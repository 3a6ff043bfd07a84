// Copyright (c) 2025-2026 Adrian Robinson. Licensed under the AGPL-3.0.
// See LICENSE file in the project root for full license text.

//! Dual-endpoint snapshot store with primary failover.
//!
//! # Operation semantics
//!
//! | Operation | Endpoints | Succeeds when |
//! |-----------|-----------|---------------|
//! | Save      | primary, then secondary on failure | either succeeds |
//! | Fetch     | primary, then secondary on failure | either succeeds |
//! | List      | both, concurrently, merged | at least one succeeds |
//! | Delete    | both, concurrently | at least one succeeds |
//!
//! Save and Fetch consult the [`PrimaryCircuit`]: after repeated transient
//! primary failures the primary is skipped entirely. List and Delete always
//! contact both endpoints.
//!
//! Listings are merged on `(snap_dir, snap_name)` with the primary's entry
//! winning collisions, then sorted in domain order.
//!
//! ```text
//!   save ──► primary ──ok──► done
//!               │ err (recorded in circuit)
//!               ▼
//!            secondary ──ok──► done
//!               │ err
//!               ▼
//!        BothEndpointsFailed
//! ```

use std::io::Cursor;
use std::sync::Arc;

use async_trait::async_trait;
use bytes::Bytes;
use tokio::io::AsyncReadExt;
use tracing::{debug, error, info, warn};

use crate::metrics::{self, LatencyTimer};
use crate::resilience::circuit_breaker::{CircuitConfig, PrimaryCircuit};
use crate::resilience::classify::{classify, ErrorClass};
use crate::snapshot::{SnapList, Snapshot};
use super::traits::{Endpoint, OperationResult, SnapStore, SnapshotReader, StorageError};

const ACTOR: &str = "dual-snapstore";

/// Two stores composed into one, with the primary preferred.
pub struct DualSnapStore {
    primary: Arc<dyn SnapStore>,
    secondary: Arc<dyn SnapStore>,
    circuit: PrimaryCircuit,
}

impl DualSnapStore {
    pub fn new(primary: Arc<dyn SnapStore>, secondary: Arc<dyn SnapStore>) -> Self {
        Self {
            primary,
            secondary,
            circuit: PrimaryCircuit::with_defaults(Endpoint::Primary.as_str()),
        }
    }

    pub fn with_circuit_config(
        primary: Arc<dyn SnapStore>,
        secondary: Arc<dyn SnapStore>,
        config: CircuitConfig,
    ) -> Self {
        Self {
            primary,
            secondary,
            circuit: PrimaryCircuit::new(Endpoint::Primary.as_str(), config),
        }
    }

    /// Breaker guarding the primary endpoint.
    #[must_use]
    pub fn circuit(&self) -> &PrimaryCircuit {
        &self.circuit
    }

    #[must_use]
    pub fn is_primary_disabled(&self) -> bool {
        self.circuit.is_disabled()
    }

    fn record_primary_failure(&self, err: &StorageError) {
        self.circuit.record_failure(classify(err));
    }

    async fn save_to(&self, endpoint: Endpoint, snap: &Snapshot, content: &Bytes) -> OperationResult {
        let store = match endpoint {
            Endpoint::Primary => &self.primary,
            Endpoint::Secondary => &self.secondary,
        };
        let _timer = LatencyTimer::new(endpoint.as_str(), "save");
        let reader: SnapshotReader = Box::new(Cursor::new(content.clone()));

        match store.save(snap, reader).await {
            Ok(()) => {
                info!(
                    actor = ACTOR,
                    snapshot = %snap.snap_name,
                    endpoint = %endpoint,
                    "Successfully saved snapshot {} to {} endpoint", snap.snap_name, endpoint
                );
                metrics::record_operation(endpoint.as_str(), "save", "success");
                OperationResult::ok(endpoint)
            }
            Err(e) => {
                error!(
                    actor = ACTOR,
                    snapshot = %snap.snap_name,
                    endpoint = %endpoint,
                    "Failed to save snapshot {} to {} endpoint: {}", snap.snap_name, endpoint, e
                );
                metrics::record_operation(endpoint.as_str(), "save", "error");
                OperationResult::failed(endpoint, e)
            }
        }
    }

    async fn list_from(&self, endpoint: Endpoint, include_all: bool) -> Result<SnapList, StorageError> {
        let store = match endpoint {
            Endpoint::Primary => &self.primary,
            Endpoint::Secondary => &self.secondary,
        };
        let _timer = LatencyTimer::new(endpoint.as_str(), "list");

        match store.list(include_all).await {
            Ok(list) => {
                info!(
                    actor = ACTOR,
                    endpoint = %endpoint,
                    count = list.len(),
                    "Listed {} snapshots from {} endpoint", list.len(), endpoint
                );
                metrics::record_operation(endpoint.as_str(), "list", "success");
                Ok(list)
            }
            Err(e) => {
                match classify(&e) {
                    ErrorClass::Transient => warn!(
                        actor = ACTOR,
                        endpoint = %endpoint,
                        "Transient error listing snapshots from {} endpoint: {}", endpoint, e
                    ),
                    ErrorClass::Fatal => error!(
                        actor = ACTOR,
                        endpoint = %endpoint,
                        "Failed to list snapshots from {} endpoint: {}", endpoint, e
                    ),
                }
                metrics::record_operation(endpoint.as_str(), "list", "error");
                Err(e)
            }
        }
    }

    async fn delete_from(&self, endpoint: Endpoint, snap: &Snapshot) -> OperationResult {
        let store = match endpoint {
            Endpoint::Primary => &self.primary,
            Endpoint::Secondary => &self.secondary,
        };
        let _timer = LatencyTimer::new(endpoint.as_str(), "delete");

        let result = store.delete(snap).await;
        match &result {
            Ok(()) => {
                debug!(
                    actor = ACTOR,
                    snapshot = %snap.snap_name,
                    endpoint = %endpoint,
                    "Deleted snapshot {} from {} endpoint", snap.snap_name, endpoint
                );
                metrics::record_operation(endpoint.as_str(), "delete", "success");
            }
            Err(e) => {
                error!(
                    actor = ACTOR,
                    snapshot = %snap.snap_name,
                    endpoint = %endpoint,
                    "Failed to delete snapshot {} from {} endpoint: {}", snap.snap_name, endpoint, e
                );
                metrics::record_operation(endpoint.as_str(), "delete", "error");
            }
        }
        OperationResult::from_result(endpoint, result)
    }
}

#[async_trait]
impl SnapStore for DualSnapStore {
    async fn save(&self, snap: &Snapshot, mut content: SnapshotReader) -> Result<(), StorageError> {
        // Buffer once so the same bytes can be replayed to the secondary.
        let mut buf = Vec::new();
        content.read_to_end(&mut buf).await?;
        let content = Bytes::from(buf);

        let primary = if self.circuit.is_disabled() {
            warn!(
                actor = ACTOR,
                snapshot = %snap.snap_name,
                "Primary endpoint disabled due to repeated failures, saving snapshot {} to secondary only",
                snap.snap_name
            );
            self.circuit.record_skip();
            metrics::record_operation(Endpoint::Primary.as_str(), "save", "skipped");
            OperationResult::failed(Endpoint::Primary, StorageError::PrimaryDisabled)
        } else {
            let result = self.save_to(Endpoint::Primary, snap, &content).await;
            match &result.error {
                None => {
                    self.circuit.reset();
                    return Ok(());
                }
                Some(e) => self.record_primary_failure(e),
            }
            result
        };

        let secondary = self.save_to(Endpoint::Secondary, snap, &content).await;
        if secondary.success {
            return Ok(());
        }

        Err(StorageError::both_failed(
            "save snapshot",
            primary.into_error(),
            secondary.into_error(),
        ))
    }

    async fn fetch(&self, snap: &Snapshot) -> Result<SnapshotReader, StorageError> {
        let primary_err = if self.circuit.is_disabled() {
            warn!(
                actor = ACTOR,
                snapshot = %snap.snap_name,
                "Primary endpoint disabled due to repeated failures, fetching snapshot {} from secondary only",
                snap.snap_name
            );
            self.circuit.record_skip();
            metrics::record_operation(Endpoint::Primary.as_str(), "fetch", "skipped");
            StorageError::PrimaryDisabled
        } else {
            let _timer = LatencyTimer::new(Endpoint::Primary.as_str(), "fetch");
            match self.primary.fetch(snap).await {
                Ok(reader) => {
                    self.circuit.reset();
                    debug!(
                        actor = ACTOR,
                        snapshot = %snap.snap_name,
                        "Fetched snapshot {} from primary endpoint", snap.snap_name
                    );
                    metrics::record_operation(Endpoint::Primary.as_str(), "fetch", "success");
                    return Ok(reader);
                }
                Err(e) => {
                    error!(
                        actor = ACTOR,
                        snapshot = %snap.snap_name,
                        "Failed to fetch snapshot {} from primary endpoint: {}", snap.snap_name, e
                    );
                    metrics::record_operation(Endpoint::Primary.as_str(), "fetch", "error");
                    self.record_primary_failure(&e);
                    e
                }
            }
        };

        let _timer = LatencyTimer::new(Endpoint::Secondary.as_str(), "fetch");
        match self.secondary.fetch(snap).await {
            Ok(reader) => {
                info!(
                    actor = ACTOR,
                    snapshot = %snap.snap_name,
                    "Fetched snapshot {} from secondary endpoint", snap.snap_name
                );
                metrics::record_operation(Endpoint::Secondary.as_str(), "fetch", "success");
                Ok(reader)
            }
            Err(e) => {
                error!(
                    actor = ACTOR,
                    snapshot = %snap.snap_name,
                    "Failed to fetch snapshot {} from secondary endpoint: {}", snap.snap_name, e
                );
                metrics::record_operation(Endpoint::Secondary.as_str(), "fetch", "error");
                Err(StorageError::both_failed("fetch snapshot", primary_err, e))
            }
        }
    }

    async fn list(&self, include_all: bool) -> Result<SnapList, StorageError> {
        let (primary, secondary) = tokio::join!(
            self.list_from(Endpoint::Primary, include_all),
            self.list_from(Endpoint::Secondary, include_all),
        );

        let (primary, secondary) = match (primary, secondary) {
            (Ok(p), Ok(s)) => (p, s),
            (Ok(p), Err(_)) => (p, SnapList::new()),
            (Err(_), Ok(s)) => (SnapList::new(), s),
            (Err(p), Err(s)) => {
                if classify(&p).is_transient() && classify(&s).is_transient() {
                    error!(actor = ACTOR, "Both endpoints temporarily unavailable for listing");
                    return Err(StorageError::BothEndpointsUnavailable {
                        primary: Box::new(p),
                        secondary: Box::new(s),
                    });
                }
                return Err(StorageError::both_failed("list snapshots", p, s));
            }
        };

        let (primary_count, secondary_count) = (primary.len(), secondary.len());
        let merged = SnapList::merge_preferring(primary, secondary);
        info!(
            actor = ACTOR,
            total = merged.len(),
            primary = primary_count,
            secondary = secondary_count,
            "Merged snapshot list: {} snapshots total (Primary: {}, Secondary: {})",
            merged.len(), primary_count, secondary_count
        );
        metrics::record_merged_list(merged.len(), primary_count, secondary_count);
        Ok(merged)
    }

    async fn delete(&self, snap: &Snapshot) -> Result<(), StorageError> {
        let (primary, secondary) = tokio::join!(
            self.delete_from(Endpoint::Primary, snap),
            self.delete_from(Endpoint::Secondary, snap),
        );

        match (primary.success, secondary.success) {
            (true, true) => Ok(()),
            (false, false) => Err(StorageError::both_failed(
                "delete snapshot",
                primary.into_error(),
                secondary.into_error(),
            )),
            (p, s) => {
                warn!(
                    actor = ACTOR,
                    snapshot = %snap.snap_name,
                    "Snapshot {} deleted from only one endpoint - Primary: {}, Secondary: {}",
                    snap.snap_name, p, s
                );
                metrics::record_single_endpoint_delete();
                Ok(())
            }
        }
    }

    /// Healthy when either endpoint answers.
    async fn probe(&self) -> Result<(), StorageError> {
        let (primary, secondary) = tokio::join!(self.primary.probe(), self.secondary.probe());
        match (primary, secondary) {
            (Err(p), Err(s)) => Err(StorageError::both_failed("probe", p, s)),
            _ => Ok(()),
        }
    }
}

--

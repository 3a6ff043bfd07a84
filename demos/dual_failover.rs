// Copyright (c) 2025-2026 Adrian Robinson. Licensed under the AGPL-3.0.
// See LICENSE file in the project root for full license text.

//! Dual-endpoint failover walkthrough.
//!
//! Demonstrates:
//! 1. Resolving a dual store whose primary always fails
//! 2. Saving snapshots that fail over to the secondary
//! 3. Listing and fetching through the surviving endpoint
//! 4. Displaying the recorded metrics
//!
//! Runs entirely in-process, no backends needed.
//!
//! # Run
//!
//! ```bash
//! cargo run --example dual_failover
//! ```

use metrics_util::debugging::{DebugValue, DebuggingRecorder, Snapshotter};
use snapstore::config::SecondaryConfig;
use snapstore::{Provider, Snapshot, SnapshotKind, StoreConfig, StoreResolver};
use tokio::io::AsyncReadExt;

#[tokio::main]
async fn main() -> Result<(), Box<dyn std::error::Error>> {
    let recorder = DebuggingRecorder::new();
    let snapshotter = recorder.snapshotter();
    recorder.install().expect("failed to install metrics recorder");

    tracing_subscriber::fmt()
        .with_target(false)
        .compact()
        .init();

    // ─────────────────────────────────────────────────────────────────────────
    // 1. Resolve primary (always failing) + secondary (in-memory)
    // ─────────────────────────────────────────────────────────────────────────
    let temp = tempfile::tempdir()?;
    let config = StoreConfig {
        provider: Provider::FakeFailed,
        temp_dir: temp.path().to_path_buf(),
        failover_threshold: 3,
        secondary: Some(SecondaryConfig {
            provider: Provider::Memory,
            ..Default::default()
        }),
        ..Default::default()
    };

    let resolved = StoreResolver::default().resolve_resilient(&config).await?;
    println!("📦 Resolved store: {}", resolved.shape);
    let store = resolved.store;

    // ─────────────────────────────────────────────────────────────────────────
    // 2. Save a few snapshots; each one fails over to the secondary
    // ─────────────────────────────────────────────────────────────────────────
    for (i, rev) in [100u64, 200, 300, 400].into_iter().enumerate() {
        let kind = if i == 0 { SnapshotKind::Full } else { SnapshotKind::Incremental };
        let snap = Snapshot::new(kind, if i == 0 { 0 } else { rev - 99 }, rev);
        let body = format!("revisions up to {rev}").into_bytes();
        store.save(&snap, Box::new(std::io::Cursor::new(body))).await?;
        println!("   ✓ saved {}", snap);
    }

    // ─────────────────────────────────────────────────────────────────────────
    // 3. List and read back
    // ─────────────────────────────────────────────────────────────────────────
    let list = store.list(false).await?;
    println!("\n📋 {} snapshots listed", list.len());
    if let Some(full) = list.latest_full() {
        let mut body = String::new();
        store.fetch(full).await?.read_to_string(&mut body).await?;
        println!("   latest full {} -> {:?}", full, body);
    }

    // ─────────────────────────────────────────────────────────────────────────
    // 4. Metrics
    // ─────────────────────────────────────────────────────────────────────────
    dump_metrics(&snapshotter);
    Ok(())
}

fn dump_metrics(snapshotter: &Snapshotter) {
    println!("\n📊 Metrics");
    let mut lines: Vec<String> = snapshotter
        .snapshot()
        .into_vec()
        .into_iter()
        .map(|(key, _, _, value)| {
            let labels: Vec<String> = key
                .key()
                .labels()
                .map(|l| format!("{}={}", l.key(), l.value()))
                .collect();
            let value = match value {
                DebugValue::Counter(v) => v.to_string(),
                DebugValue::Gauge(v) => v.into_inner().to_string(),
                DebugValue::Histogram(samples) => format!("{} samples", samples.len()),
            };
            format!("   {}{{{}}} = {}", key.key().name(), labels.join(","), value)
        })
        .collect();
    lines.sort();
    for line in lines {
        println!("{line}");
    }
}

- **Your task**
Lines holding "body" in the data above: copy each of them.

- **Written answer**
        let body = format!("revisions up to {rev}").into_bytes();
        store.save(&snap, Box::new(std::io::Cursor::new(body))).await?;
        let mut body = String::new();
        store.fetch(full).await?.read_to_string(&mut body).await?;
        println!("   latest full {} -> {:?}", full, body);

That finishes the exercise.